# Exercise details
Of the material below, the lines to be retyped are those from the line containing "pub async fn" through the line containing "let settings = Settings::load()?;", inclusive; reproduce them exactly.

# Supplied material
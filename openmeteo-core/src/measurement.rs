use std::{convert::TryFrom, fmt};

use crate::WeatherError;

/// One weather variable requested through the `current` query parameter.
#[derive(Debug, Clone, Copy, PartialEq, Eq, Hash)]
pub enum Measurement {
    Temperature2m,
    RelativeHumidity2m,
    ApparentTemperature,
    Precipitation,
    Rain,
    Showers,
    Snowfall,
    WeatherCode,
    CloudCover,
    PressureMsl,
    SurfacePressure,
    WindSpeed10m,
    WindDirection10m,
    WindGusts10m,
}

impl Measurement {
    /// The catalog sent with every request, in wire order.
    pub const ALL: [Measurement; 14] = [
        Measurement::Temperature2m,
        Measurement::RelativeHumidity2m,
        Measurement::ApparentTemperature,
        Measurement::Precipitation,
        Measurement::Rain,
        Measurement::Showers,
        Measurement::Snowfall,
        Measurement::WeatherCode,
        Measurement::CloudCover,
        Measurement::PressureMsl,
        Measurement::SurfacePressure,
        Measurement::WindSpeed10m,
        Measurement::WindDirection10m,
        Measurement::WindGusts10m,
    ];

    pub const fn as_str(&self) -> &'static str {
        match self {
            Measurement::Temperature2m => "temperature_2m",
            Measurement::RelativeHumidity2m => "relative_humidity_2m",
            Measurement::ApparentTemperature => "apparent_temperature",
            Measurement::Precipitation => "precipitation",
            Measurement::Rain => "rain",
            Measurement::Showers => "showers",
            Measurement::Snowfall => "snowfall",
            Measurement::WeatherCode => "weather_code",
            Measurement::CloudCover => "cloud_cover",
            Measurement::PressureMsl => "pressure_msl",
            Measurement::SurfacePressure => "surface_pressure",
            Measurement::WindSpeed10m => "wind_speed_10m",
            Measurement::WindDirection10m => "wind_direction_10m",
            Measurement::WindGusts10m => "wind_gusts_10m",
        }
    }
}

impl fmt::Display for Measurement {
    fn fmt(&self, f: &mut fmt::Formatter<'_>) -> fmt::Result {
        f.write_str(self.as_str())
    }
}

impl TryFrom<&str> for Measurement {
    type Error = WeatherError;

    fn try_from(value: &str) -> Result<Self, Self::Error> {
        Measurement::ALL
            .into_iter()
            .find(|m| m.as_str() == value)
            .ok_or_else(|| WeatherError::Validation(format!("unknown measurement '{value}'")))
    }
}
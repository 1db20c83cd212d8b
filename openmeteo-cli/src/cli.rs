use std::time::Duration;

use anyhow::{Context, Result};
use clap::{Parser, Subcommand};
use inquire::{Password, PasswordDisplayMode, Text};
use openmeteo_core::{
    Coordinate, CurrentWeather, DEFAULT_BASE_URL, Measurement, WeatherClient, WeatherError,
};
use tracing::debug;

use crate::settings::Settings;

/// Top-level CLI struct.
#[derive(Debug, Parser)]
#[command(name = "openmeteo", version, about = "Current weather from Open-Meteo")]
pub struct Cli {
    #[command(subcommand)]
    pub command: Command,
}

#[derive(Debug, Subcommand)]
pub enum Command {
    /// Set the service base URL and API key.
    Configure,

    /// Show current weather for a coordinate.
    #[command(allow_negative_numbers = true)]
    Show {
        /// Latitude in decimal degrees, -90 to 90.
        latitude: f64,

        /// Longitude in decimal degrees, -180 to 180.
        longitude: f64,

        /// Give up after this many seconds.
        #[arg(long)]
        timeout: Option<u64>,

        /// Print the decoded response as JSON.
        #[arg(long)]
        json: bool,
    },

    /// List the measurements requested with every call.
    Catalog,
}

impl Cli {
    pub async fn run(self) -> Result<()> {
        match self.command {
            Command::Configure => configure(),
            Command::Show {
                latitude,
                longitude,
                timeout,
                json,
            } => {
                let settings = Settings::load()?;
                let weather = show(&settings, Coordinate::new(latitude, longitude), timeout).await?;

                if json {
                    println!("{}", serde_json::to_string_pretty(&weather)?);
                } else {
                    print!("{}", render(&weather));
                }
                Ok(())
            }
            Command::Catalog => {
                for measurement in Measurement::ALL {
                    println!("{measurement}");
                }
                Ok(())
            }
        }
    }
}

fn configure() -> Result<()> {
    let mut settings = Settings::load()?;

    let base_url = Text::new("Base URL:")
        .with_default(settings.base_url.as_deref().unwrap_or(DEFAULT_BASE_URL))
        .prompt()
        .context("Failed to read base URL")?;

    let api_key = Password::new("API key (leave empty for the free tier):")
        .without_confirmation()
        .with_display_mode(PasswordDisplayMode::Masked)
        .prompt()
        .context("Failed to read API key")?;

    settings.update(&base_url, &api_key);

    // Reject what the client would reject, before it lands on disk.
    WeatherClient::new(settings.client_config())?;

    let path = settings.save()?;
    println!("Settings saved to {}", path.display());
    Ok(())
}

async fn show(
    settings: &Settings,
    coordinate: Coordinate,
    timeout: Option<u64>,
) -> Result<CurrentWeather, WeatherError> {
    let client = WeatherClient::new(settings.client_config())?;
    debug!(?client, "Client ready");

    let deadline = async move {
        match timeout {
            Some(secs) => tokio::time::sleep(Duration::from_secs(secs)).await,
            None => std::future::pending().await,
        }
    };
    let cancel = async move {
        tokio::select! {
            _ = tokio::signal::ctrl_c() => {}
            () = deadline => {}
        }
    };

    client.current_until(coordinate, cancel).await
}

fn render(weather: &CurrentWeather) -> String {
    let observed = match (weather.current.observed_at(), weather.utc_offset()) {
        (Some(at), Some(offset)) => format!(
            "{} {}",
            at.with_timezone(&offset).format("%Y-%m-%d %H:%M"),
            weather.timezone_abbreviation
        ),
        (Some(at), None) => at.format("%Y-%m-%d %H:%M UTC").to_string(),
        _ => "unknown time".to_string(),
    };

    let mut out = format!(
        "{:.4}, {:.4} ({} m) at {}\n",
        weather.latitude, weather.longitude, weather.elevation, observed
    );
    for measurement in Measurement::ALL {
        out.push_str(&format!(
            "  {:<22}{} {}\n",
            measurement.as_str(),
            weather.current.value(measurement),
            weather.current_units.unit(measurement)
        ));
    }
    out
}

#[cfg(test)]
mod tests {
    use super::*;
    use clap::CommandFactory;

    #[test]
    fn cli_definition_is_consistent() {
        Cli::command().debug_assert();
    }

    #[test]
    fn show_accepts_negative_coordinates() {
        let cli = Cli::try_parse_from(["openmeteo", "show", "-33.87", "-151.21", "--timeout", "5"])
            .expect("negative numbers are coordinates, not flags");

        match cli.command {
            Command::Show {
                latitude,
                longitude,
                timeout,
                json,
            } => {
                assert_eq!(latitude, -33.87);
                assert_eq!(longitude, -151.21);
                assert_eq!(timeout, Some(5));
                assert!(!json);
            }
            other => panic!("unexpected command {other:?}"),
        }
    }

    #[test]
    fn render_lists_every_measurement_with_unit() {
        let weather: CurrentWeather = serde_json::from_value(serde_json::json!({
            "latitude": 52.52, "longitude": 13.42, "generationtime_ms": 0.05,
            "utc_offset_seconds": 3600, "timezone": "Europe/Berlin",
            "timezone_abbreviation": "CET", "elevation": 38.0,
            "current_units": {
                "time": "unixtime", "interval": "seconds",
                "temperature_2m": "°C", "relative_humidity_2m": "%", "apparent_temperature": "°C",
                "precipitation": "mm", "rain": "mm", "showers": "mm", "snowfall": "cm",
                "weather_code": "wmo code", "cloud_cover": "%", "pressure_msl": "hPa",
                "surface_pressure": "hPa", "wind_speed_10m": "km/h", "wind_direction_10m": "°",
                "wind_gusts_10m": "km/h"
            },
            "current": {
                "time": 1700000000, "interval": 900,
                "temperature_2m": 4.5, "relative_humidity_2m": 80, "apparent_temperature": 1.5,
                "precipitation": 0, "rain": 0, "showers": 0, "snowfall": 0,
                "weather_code": 3, "cloud_cover": 100, "pressure_msl": 1012.5,
                "surface_pressure": 1007.5, "wind_speed_10m": 10, "wind_direction_10m": 240,
                "wind_gusts_10m": 22.5
            }
        }))
        .unwrap();

        let text = render(&weather);

        assert!(text.starts_with("52.5200, 13.4200 (38 m) at 2023-11-14 23:13 CET"));
        assert!(text.contains("temperature_2m"));
        assert!(text.contains("4.5 °C"));
        assert!(text.contains("22.5 km/h"));
        assert_eq!(text.lines().count(), 1 + Measurement::ALL.len());
    }
}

# Answer section
    pub async fn run(self) -> Result<()> {
        match self.command {
            Command::Configure => configure(),
            Command::Show {
                latitude,
                longitude,
                timeout,
                json,
            } => {
                let settings = Settings::load()?;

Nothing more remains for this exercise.